Problem to solve:
Go through the entries below. Copy each line in which "tracing" appears.

Given data:
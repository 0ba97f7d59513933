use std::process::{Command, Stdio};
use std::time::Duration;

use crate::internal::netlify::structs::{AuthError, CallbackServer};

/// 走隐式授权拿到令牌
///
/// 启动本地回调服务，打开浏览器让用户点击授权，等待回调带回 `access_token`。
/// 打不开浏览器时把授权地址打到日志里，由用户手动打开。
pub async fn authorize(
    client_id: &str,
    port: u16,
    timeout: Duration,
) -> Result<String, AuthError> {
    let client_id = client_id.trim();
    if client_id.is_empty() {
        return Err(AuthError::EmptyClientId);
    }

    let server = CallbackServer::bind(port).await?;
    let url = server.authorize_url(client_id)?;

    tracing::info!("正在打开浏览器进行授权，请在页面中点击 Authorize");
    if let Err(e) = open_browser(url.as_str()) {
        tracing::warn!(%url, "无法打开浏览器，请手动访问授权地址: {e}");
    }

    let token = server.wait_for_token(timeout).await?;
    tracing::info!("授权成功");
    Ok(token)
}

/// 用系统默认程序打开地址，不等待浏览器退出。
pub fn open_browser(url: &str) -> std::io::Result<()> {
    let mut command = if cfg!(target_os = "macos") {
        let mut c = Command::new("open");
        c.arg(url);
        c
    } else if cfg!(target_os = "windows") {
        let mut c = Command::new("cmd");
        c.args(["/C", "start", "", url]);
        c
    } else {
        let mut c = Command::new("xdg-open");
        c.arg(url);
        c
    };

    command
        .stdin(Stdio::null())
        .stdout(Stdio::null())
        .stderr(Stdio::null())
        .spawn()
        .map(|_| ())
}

--

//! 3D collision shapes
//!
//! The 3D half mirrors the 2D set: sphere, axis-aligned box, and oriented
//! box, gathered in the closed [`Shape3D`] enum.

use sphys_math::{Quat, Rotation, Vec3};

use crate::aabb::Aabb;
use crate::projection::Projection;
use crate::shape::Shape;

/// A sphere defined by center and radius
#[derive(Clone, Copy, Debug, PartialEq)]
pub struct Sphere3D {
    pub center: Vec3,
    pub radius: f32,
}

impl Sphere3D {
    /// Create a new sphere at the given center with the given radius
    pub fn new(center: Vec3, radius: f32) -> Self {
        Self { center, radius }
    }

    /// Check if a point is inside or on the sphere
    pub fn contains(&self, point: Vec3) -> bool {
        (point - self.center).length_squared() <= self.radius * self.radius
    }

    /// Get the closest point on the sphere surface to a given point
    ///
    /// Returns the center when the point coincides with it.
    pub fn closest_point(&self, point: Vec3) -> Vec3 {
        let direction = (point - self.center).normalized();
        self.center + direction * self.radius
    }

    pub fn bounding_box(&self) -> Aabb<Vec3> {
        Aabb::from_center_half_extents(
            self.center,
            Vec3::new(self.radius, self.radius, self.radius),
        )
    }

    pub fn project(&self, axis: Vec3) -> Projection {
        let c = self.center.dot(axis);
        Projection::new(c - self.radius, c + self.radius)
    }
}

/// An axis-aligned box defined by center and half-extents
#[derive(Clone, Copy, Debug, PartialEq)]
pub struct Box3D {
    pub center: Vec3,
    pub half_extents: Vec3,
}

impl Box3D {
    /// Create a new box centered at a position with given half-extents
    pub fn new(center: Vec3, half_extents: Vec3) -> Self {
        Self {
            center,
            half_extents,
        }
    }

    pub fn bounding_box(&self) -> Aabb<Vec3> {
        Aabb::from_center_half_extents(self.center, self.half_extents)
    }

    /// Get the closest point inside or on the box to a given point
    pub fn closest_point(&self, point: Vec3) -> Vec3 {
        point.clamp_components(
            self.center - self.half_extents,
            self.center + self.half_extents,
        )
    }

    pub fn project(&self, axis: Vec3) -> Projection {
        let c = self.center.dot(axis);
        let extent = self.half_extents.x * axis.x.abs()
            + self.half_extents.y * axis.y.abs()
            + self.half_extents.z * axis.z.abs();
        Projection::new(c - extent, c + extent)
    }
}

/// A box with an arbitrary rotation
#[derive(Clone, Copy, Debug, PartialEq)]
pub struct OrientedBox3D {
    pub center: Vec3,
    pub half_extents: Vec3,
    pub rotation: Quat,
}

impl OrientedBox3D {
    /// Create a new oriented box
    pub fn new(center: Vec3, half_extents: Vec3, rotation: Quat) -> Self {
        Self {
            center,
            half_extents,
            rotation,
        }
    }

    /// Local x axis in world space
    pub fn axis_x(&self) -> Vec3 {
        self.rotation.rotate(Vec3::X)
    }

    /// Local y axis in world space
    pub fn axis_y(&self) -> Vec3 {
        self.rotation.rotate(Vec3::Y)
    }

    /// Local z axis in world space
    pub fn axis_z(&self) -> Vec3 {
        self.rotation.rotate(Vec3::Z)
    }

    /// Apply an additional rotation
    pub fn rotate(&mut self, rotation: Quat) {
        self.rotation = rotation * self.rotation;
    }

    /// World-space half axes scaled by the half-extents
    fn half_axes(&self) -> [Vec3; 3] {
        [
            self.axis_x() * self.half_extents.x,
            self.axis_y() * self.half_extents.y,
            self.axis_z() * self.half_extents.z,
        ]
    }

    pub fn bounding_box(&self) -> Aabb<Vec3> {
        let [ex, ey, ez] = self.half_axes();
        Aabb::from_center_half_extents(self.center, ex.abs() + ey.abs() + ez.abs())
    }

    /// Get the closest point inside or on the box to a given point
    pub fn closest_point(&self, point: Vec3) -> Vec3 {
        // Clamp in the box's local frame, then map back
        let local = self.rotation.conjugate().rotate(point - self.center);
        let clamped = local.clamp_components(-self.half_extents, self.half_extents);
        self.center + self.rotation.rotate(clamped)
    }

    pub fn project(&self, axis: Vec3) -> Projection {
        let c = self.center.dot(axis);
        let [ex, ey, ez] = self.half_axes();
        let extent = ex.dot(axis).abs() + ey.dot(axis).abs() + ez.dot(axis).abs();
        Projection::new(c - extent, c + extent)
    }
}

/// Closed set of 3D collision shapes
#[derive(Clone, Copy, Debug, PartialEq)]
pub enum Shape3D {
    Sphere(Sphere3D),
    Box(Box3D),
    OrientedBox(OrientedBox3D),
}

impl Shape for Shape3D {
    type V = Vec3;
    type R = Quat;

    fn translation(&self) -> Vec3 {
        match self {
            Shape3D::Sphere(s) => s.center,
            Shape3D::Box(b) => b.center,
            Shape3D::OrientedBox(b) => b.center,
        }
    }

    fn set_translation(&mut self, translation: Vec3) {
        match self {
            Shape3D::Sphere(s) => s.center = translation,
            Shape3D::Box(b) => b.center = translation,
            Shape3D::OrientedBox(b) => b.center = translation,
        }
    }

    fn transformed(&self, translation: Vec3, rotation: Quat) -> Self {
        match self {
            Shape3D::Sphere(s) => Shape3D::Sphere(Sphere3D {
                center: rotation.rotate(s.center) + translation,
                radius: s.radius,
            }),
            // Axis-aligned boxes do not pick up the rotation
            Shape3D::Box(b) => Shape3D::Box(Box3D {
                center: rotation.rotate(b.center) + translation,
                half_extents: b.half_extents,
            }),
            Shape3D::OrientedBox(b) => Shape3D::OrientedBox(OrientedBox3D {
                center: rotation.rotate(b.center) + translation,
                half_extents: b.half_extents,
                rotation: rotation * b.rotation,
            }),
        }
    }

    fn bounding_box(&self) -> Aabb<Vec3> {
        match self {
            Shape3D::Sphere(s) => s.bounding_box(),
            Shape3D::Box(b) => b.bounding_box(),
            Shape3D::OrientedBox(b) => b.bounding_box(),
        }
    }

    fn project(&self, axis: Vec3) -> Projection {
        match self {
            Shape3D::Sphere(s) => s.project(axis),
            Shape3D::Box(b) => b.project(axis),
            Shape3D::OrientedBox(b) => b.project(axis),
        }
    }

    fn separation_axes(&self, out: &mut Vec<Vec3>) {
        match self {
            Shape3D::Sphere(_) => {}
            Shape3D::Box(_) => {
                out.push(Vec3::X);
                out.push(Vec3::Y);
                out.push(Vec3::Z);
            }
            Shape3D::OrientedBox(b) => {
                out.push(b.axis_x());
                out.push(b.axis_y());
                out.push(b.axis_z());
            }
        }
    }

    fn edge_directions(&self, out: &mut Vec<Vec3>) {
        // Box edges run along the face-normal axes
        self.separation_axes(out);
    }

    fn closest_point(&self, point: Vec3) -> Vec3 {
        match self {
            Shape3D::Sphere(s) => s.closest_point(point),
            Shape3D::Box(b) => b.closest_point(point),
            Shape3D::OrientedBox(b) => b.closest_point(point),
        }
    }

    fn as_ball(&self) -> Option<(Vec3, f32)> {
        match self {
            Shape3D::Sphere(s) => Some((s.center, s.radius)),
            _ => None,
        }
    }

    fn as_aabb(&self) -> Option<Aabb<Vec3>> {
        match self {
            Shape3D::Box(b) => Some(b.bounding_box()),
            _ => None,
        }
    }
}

Solution for this problem:
    tracing::info!("正在打开浏览器进行授权，请在页面中点击 Authorize");
        tracing::warn!(%url, "无法打开浏览器，请手动访问授权地址: {e}");
    tracing::info!("授权成功");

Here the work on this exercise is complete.